Basta recordar o poema “Quase nada”, um dos seus primeiros trabalhos
publicados, e veremos como já então o amor (no caso), de tão frágil, ignorava a
sapiência maior: "Serve-se das palavras/ por ignorar/ que as manhãs mais
limpas/ não têm voz". Na verdade, a sua poesia almeja o silêncio. Contudo, a
contradição torna-se óbvia: como ser poesia se a poesia exige a palavra e a
palavra não comporta silêncio? Dentro dessa fina e dúbia linha certos poemas
são traçados, prolongando-se mesmo pela "porosa fronteira do silêncio" (“Sobre
a palavra”).
Também
a época em que a obra foi publicada não deve permanecer esquecida ou ser
relegada para planos de inferior consideração.

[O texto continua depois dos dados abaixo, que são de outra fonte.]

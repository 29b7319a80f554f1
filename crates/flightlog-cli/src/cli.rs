//! Command-line argument wrappers and the command runner
//!
//! Clap-specific argument structures live here and convert into the core
//! parameter types, keeping the core free of CLI concerns:
//!
//! ```text
//! User Input → CLI Args (clap) → Core Params → CommandProcessor → Response
//! ```

use std::process::ExitCode;

use anyhow::Result;
use clap::Args;
use flightlog_core::{
    params::{Command, LogFlight, RemoveFlight, ShowStats, ViewFlights},
    log_failure, CommandProcessor, Owner, Response,
};
use log::debug;

use crate::renderer::TerminalRenderer;

/// Selects whose records a command acts on
#[derive(Args, Debug, Default)]
pub struct PilotArgs {
    /// Act on this pilot's records instead of the caller's
    #[arg(long)]
    pub pilot: Option<String>,
    /// Display label for --pilot
    #[arg(long, requires = "pilot")]
    pub pilot_label: Option<String>,
}

impl PilotArgs {
    fn into_owner(self) -> Option<Owner> {
        self.pilot
            .map(|id| Owner::new(id, self.pilot_label.unwrap_or_default()))
    }
}

impl From<PilotArgs> for ViewFlights {
    fn from(val: PilotArgs) -> Self {
        ViewFlights {
            pilot: val.into_owner(),
        }
    }
}

impl From<PilotArgs> for ShowStats {
    fn from(val: PilotArgs) -> Self {
        ShowStats {
            pilot: val.into_owner(),
        }
    }
}

/// Log a completed flight
///
/// All route fields are required. The callsign is given without the
/// organization tag, which is added automatically.
#[derive(Args, Debug)]
pub struct LogArgs {
    /// Departure airport
    #[arg(long)]
    pub from: String,
    /// Arrival airport
    #[arg(long)]
    pub to: String,
    /// Aircraft type
    #[arg(long)]
    pub aircraft: String,
    /// Callsign without the organization tag
    #[arg(long)]
    pub callsign: String,
    /// Number of passengers
    #[arg(long)]
    pub passengers: String,
    /// Flight time, shown as N/A when omitted
    #[arg(long)]
    pub duration: Option<String>,
    /// URL of an image to attach
    #[arg(long)]
    pub image: Option<String>,
    #[command(flatten)]
    pub pilot: PilotArgs,
}

impl From<LogArgs> for LogFlight {
    fn from(val: LogArgs) -> Self {
        LogFlight {
            origin: val.from,
            destination: val.to,
            vehicle_type: val.aircraft,
            callsign: val.callsign,
            passengers: val.passengers,
            duration: val.duration,
            image_url: val.image,
            pilot: val.pilot.into_owner(),
        }
    }
}

/// Remove a flight by the number `view` shows next to it
#[derive(Args, Debug)]
pub struct RemoveArgs {
    /// 1-based position of the flight in `view`
    #[arg(allow_negative_numbers = true)]
    pub index: i64,
    #[command(flatten)]
    pub pilot: PilotArgs,
}

impl From<RemoveArgs> for RemoveFlight {
    fn from(val: RemoveArgs) -> Self {
        RemoveFlight {
            index: val.index,
            pilot: val.pilot.into_owner(),
        }
    }
}

/// Runs flight log commands for one caller and prints the replies
pub struct Cli {
    processor: CommandProcessor,
    renderer: TerminalRenderer,
    caller: Owner,
}

impl Cli {
    pub fn new(processor: CommandProcessor, renderer: TerminalRenderer, caller: Owner) -> Self {
        Self {
            processor,
            renderer,
            caller,
        }
    }

    /// Execute a command, printing the reply to stdout or the error reply to
    /// stderr.
    pub async fn run(&self, command: Command) -> Result<ExitCode> {
        let name = command.name();

        match self.processor.execute(&self.caller, command).await {
            Ok(response) => {
                self.render(&response)?;
                Ok(ExitCode::SUCCESS)
            }
            Err(error) => {
                log_failure(name, &error);
                self.renderer
                    .render_error(&Response::from_error(&error).to_string());
                Ok(ExitCode::FAILURE)
            }
        }
    }

    fn render(&self, response: &Response) -> Result<()> {
        debug!("{:?} reply", response.visibility);
        self.renderer.render(&response.to_string())
    }
}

Afinal, ainda que não fosse
habitualmente interventivo, as questões sociais sempre preocuparam Eugénio e o
mesmo, pertinente, nunca abdicou da palavra quando sentia que o seu motivo
seria válido. Por isso mesmo, de forma algo esbatida, ao longo da obra são
reconhecidos lamentos que traduzem a pálida e macerada face do Portugal de
então. Desde a denúncia de um "país que não conhece/ sequer o sabor da sua
própria nudez" (“Sobre a razão”), passando pela resignação perante a inevitável
verdade ("é tudo o que me resta de um país/ cuja tristeza é cada vez mais
vil", “Prosa de centenário”) até desembocar no mais comovente dos lamentos: "Neste país/ onde se morre de coração inacabado/ deixarei apenas três ou
quatro sílabas/ de cal viva junto à água" (“Três ou quatro sílabas”). Mais
lamentoso ainda é o triste facto de a simples mudança de regime não ter findado
os lamentáveis hábitos de então.
Apesar
de todas estas variantes, que poderão conceder ao trabalho uma certa
fragmentação de conteúdo, a obra apresenta uma unidade fortíssima, ainda que a
mesma mais sobressaia ao nível estilístico. Na verdade, Eugénio por décadas
dedicou-se a encontrar novas e sempre criativas formas de por outras palavras e
outras referências exprimir o mesmo. Correndo o risco de se lhe colarem rótulos
como “repetitivo” ou “enfadonho”, o poeta merece o mérito de quem a cada
trabalho consegue renovar o seu estilo e forma – elevados quase sempre a patamares superiores,
se comparados com trabalhos antecedentes. Por isso, os retratos solares que o
caracterizam e a fina melancolia habitual continuam presentes na obra em
questão, mas habilmente reinventados. Um dos efeitos mais lustrosos desta
prática é a “sensação de primordial” sugerida pelo verso cada vez mais limpo,
cada vez mais depurado e luminoso. O tempo retrocede, e em cada coisa descobre-se
a raiz primeira:
Que estranho ofício o meu
procurar rente ao chão
uma folha entre a poeira e o sono
húmida ainda do primeiro sol
Mas,
se aguçarmos a percepção, será que podemos dizer que este livro se trata de um
registo que em si guarda a despedida do verão? Escrito, talvez, na iminência da
chuva? Em diversos momentos, tal ideia parece ajustar-se. Evoco o poema “Senza
Colore”: "Estou à espera/ duma tarde semelhante ao sono das maçãs". Em parte,
por essa razão a melancolia que perfuma as páginas da obra encontra aqui uma
sólida justificação. Afinal, como pode o “poeta da luz” com um sorriso nos
lábios aceitar a passagem da estação e o começo da sombra? - "(...) o inverno
vai chegar/ (…)// (…) é o silêncio é por fim o silêncio/ vai desabar" (“Sobre
flancos e barcos”).
Mesmo
num registo de iminente “fim de ciclo”, a obra sustenta um outono puramente
amadurecido de cores, douradas como nunca, brilhando no esplendor da sua
fugacidade. A chuva ameaça tombar, a despedida da estação e do amor
aproxima-se, mas da aparente resignação há-de nascer a raiz de uma outra esperança,
de uma outra estação, de um outro amor.
Por
enquanto, permanecerão os sobejos. Em plena Véspera da água.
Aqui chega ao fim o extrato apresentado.